The Movement for Tawhid and Jihad in West Africa (MUJAO, in French) is an AQIM splinter group that publicly appeared in December 2011, when they claimed the kidnapping of three European aid workers in Tindouf, Algeria. Led by the Mauritanian Hamada Ould Kheiru*, an explosives expert, preacher, and longtime GSPC/AQIM member close to Belmokhtar, the group’s stated reason for leaving AQIM was the latter’s purported lack of devotion to jihad and failure to promote non-Algerians to leadership positions.
Ostensibly dedicated to propagating jihad in West Africa, the group’s leadership was originally believed to be largely composed of Mauritanians and Arabs from the Gao region, though recent announcements indicate that the leadership has diversified to include a Saudi, an Egyptian, and a Tunisian, as well as other “foreign fighters”. The group has also reportedly recruited from local populations and some sub-Saharan Africans.

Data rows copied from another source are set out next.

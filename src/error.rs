//! Custom error types and result handling for Mihiraki operations.
//!
//! All operations return a [`Result<T>`] which is a type alias for `std::result::Result<T, Error>`.
//! Any error raised inside a pipeline job is fatal for the whole run: output indices are
//! assigned up front, so a missing unit would leave a hole in the output sequence.
//!
use std::path::PathBuf;

/// Type alias for Results with Mihiraki errors.
pub type Result<T> = std::result::Result<T, Error>;

/// Comprehensive error type for all Mihiraki operations.
#[derive(thiserror::Error, Debug)]
pub enum Error {
    /// I/O errors from the standard library
    #[error(transparent)]
    Io(#[from] std::io::Error),
    /// Regular expression parsing errors
    #[error(transparent)]
    Regex(#[from] regex::Error),
    /// Image decoding and encoding errors
    #[error(transparent)]
    Image(#[from] image::ImageError),
    /// Async task join errors
    #[error(transparent)]
    Join(#[from] tokio::task::JoinError),
    /// Worker pool construction errors
    #[error(transparent)]
    ThreadPool(#[from] rayon::ThreadPoolBuildError),
    #[error(transparent)]
    ConfigBuilder(#[from] crate::processor::ProcessorConfigBuilderError),
    /// Rejected configuration or input set; the run never starts
    #[error("Invalid configuration: {0}")]
    InvalidConfig(String),
    /// Error for invalid file or directory paths
    #[error("The given path '{0:?}' is invalid: {1}")]
    InvalidPath(PathBuf, String),
    /// Error for resources that couldn't be found (e.g., source directory, page image)
    #[error("Not found: {0}")]
    NotFound(String),
    /// Error for unsupported operations or formats (e.g., unknown image extension)
    #[error("Unsupported: {0}")]
    Unsupported(String),
    /// Broken internal invariant between planning and transformation
    #[error("Internal invariant violated: {0}")]
    Invariant(String),
    /// JPEG encoding errors
    #[error(transparent)]
    JpegEncoding(#[from] jpeg_encoder::EncodingError),
    /// Error for failed asynchronous tasks
    #[error("Asynchronous task failed: {0}")]
    AsyncTaskError(String),
    /// Other errors that don't fit into specific categories
    #[error("Other error: {0}")]
    Other(String),
}

impl From<String> for Error {
    fn from(error: String) -> Self {
        Error::Other(error)
    }
}

impl From<&str> for Error {
    fn from(error: &str) -> Self {
        Error::Other(error.to_string())
    }
}

#[cfg(feature = "serde")]
impl serde::Serialize for Error {
    fn serialize<S>(&self, serializer: S) -> std::result::Result<S::Ok, S::Error>
    where
        S: serde::Serializer,
    {
        serializer.serialize_str(self.to_string().as_ref())
    }
}
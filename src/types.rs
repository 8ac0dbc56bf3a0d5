//! Core data types and enums for the Mihiraki spread pipeline.
//!
//! This module defines the fundamental data structures shared by the pipeline stages:
//! - Settings enumerations (`Direction`, `CropMode`, `SplitMode`)
//! - Geometry (`Rect`, `TargetSize`)
//! - Per-page analysis results (`PairMetric`)
//! - The final result handed to container writers (`ProcessedComic`)

use std::fmt;
use std::path::{Path, PathBuf};

use crate::error::{Error, Result};
use crate::layout::{PageMap, SpreadMap};

/// Reading direction of the source book.
///
/// Governs which page edges form the seam, the order of split halves and
/// the Left/Right spread flags.
#[derive(Debug, PartialEq, Eq, Clone, Copy, Default, Hash)]
#[cfg_attr(feature = "serde", derive(serde::Serialize, serde::Deserialize))]
#[cfg_attr(feature = "specta", derive(specta::Type))]
pub enum Direction {
    #[default]
    Ltr,
    Rtl,
}

impl fmt::Display for Direction {
    fn fmt(&self, f: &mut fmt::Formatter<'_>) -> fmt::Result {
        match self {
            Direction::Ltr => write!(f, "ltr"),
            Direction::Rtl => write!(f, "rtl"),
        }
    }
}

/// Border cropping mode applied to every page.
#[derive(Debug, PartialEq, Eq, Clone, Copy, Default)]
#[cfg_attr(feature = "serde", derive(serde::Serialize, serde::Deserialize))]
#[cfg_attr(feature = "specta", derive(specta::Type))]
pub enum CropMode {
    None,
    /// Crop uniform near-black and near-white margins, at most 10% per side.
    #[default]
    Default,
}

/// How a page classified as a spread is turned into output pages.
#[derive(Debug, PartialEq, Eq, Clone, Copy, Default)]
#[cfg_attr(feature = "serde", derive(serde::Serialize, serde::Deserialize))]
#[cfg_attr(feature = "specta", derive(specta::Type))]
pub enum SplitMode {
    /// Keep the spread as one landscape page.
    None,
    /// Rotate the spread to portrait.
    Rotate,
    /// Cut the spread into two halves.
    Split,
    /// Rotated whole spread followed by both halves.
    #[default]
    Both,
}

impl SplitMode {
    /// Number of output pages produced for a unit.
    pub fn output_count(self, is_spread: bool) -> usize {
        if !is_spread {
            return 1;
        }
        match self {
            SplitMode::None | SplitMode::Rotate => 1,
            SplitMode::Split => 2,
            SplitMode::Both => 3,
        }
    }
}

/// Page-spread placement of an output page in a fixed-layout reader.
#[derive(Debug, PartialEq, Eq, Clone, Copy, Hash)]
#[cfg_attr(feature = "serde", derive(serde::Serialize, serde::Deserialize))]
#[cfg_attr(feature = "specta", derive(specta::Type))]
pub enum SpreadSide {
    Center,
    Left,
    Right,
}

/// Output canvas size for letterboxing, in pixels.
#[derive(Debug, PartialEq, Eq, Clone, Copy)]
#[cfg_attr(feature = "serde", derive(serde::Serialize, serde::Deserialize))]
#[cfg_attr(feature = "specta", derive(specta::Type))]
pub struct TargetSize {
    pub width: u32,
    pub height: u32,
}

impl TargetSize {
    /// 1404x1872 portrait canvas of common 10" e-ink readers.
    pub const DEFAULT_DEVICE: TargetSize = TargetSize {
        width: 1404,
        height: 1872,
    };

    pub fn new(width: u32, height: u32) -> Self {
        Self { width, height }
    }

    /// Width over height.
    pub fn aspect(&self) -> f64 {
        self.width as f64 / self.height as f64
    }
}

impl From<(u32, u32)> for TargetSize {
    fn from((width, height): (u32, u32)) -> Self {
        Self { width, height }
    }
}

/// Half-open pixel rectangle `[left, right) x [top, bottom)`.
#[derive(Debug, PartialEq, Eq, Clone, Copy)]
#[cfg_attr(feature = "serde", derive(serde::Serialize, serde::Deserialize))]
#[cfg_attr(feature = "specta", derive(specta::Type))]
pub struct Rect {
    pub left: u32,
    pub top: u32,
    pub right: u32,
    pub bottom: u32,
}

impl Rect {
    pub fn new(left: u32, top: u32, right: u32, bottom: u32) -> Self {
        Self {
            left,
            top,
            right,
            bottom,
        }
    }

    pub fn width(&self) -> u32 {
        self.right.saturating_sub(self.left)
    }

    pub fn height(&self) -> u32 {
        self.bottom.saturating_sub(self.top)
    }

    pub fn is_empty(&self) -> bool {
        self.width() == 0 || self.height() == 0
    }

    /// Tightest rectangle common to both.
    pub fn intersect(&self, other: &Rect) -> Rect {
        Rect {
            left: self.left.max(other.left),
            top: self.top.max(other.top),
            right: self.right.min(other.right),
            bottom: self.bottom.min(other.bottom),
        }
    }
}

/// Analysis result for one source page, measured against its successor.
#[derive(Debug, Clone, PartialEq)]
#[cfg_attr(feature = "serde", derive(serde::Serialize, serde::Deserialize))]
#[cfg_attr(feature = "specta", derive(specta::Type))]
pub struct PairMetric {
    /// Share of seam rows carrying content, in `[0, 1]`.
    pub merge_score: f64,
    /// RMS luminance difference across the seam over the content rows.
    pub merge_contrast: f64,
    /// Content bounding box, `None` when cropping is off or nothing was found.
    pub bbox: Option<Rect>,
    pub width: u32,
    pub height: u32,
}

impl PairMetric {
    /// Merge decision: `score > pct_threshold && contrast < contrast_threshold`.
    pub fn is_mergeable(&self, pct_threshold: f64, contrast_threshold: f64) -> bool {
        self.merge_score > pct_threshold && self.merge_contrast < contrast_threshold
    }
}

/// Final result of a run, consumed by container writers.
#[derive(Debug, Clone, Default)]
#[cfg_attr(feature = "serde", derive(serde::Serialize, serde::Deserialize))]
pub struct ProcessedComic {
    /// Written JPEG files in final reading order (`00000.jpg`, `00001.jpg`, ...).
    pub images: Vec<PathBuf>,
    /// Source page index to primary output index, in source order.
    pub page_map: PageMap,
    /// Spread placement of output pages produced by spread units.
    pub spread_map: SpreadMap,
}

/// A page image is a spread when it is wider than tall.
pub fn is_spread(width: u32, height: u32) -> bool {
    width > height
}

/// File name of an output page: five-digit zero-padded index plus `.jpg`.
pub fn output_file_name(index: usize) -> String {
    format!("{:05}.jpg", index)
}

/// Utility function: Determines file type and MIME type from a file path
///
/// # Supported formats
///
/// - JPEG/JPG: image/jpeg
/// - PNG: image/png
/// - WebP: image/webp
pub fn get_file_info(image_path: &Path) -> Result<(&'static str, &'static str)> {
    let extension = image_path
        .extension()
        .and_then(|e| e.to_str())
        .map(|e| e.to_ascii_lowercase());

    match extension.as_deref() {
        Some("jpg") | Some("jpeg") => Ok(("jpg", "image/jpeg")),
        Some("png") => Ok(("png", "image/png")),
        Some("webp") => Ok(("webp", "image/webp")),
        _ => Err(Error::Unsupported(format!("Image format {:#?}", extension))),
    }
}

MUJAO, which controls the Malian city of Gao, benefits from a close relationship with Mokhtar Belmokhtar, whose forces fought with and may have led MUJAO’s successful military attacks against the Tuareg nationalist group the MNLA in Gao in June, and in Ménaka in November. MUJAO and Belmokhtar’s Katibat al-Mulathimeen (Battalion of the Veiled Men) seized the infamous smuggling town of In Khalil (sometimes written as al-Khalil) in late December, and are reportedly involved in the current Islamist offensive in central Mali.
One of the MUJAO’s key military leaders, spokesmen, and favorite quote machine for Western journalists, Omar Ould Hamaha, was a commander under Belmokhtar and was identified for a time as the military commander of Ansar al-Din. Hamaha is also, according to some reports, Belmokhtar’s father-in-law.
While rumors abound that MUJAO receives support from local businessmen and known traffickers, in addition to foreign governments, MUJAO has also made an extensive effort to portray itself as a “true” jihadist organization by instituting hudud punishments in and around Gao, conducting attacks against foreign targets, and adopting a media strategy that includes a web forum, a Facebook page, a Twitter account, and battalion names recalling past Muslim leaders, famous jihadist figures, and also a local Muslim organization.
Despite its stated focus on West Africa, MUJAO has conducted 4 operations (including two suicide bombings) in Algeria or against Algerian targets, in addition to the kidnapping of 7 Algerian diplomats from the Algerian consulate in the northern Malian city of Gao. MUJAO currently holds 3 of the 7–after releasing three and killing one–and one French-Portuguese hostage kidnapped in November.
* While some sources indicate that Kheiru founded MUJAO in cooperation with other “dissident” AQIM members, this explanation is not universal. For instance, Mauritanian journalist Mohamed Mahmoud Abu al-Ma’ali, who published a lengthy analysis in May of the various jihadist groups occupying northern Mali, says that the group was founded by the businessman, smuggler, and AQIM member Sultan Ould Bady, with Kheiru subsequently joining the group. Regardless, both were represented as key leaders of the group until recently, when Ould Bady purportedly left MUJAO to join Ansar al-Din. In December the United States Department of State referred to Kheiru (written as Khairy) as a “founding leader” of MUJAO alongside Ahmed el-Tilemsi, when the State Department designated MUJAO a terrorist organization and applied sanctions to Kheiru and Tilemsi (but no other MUJAO leaders).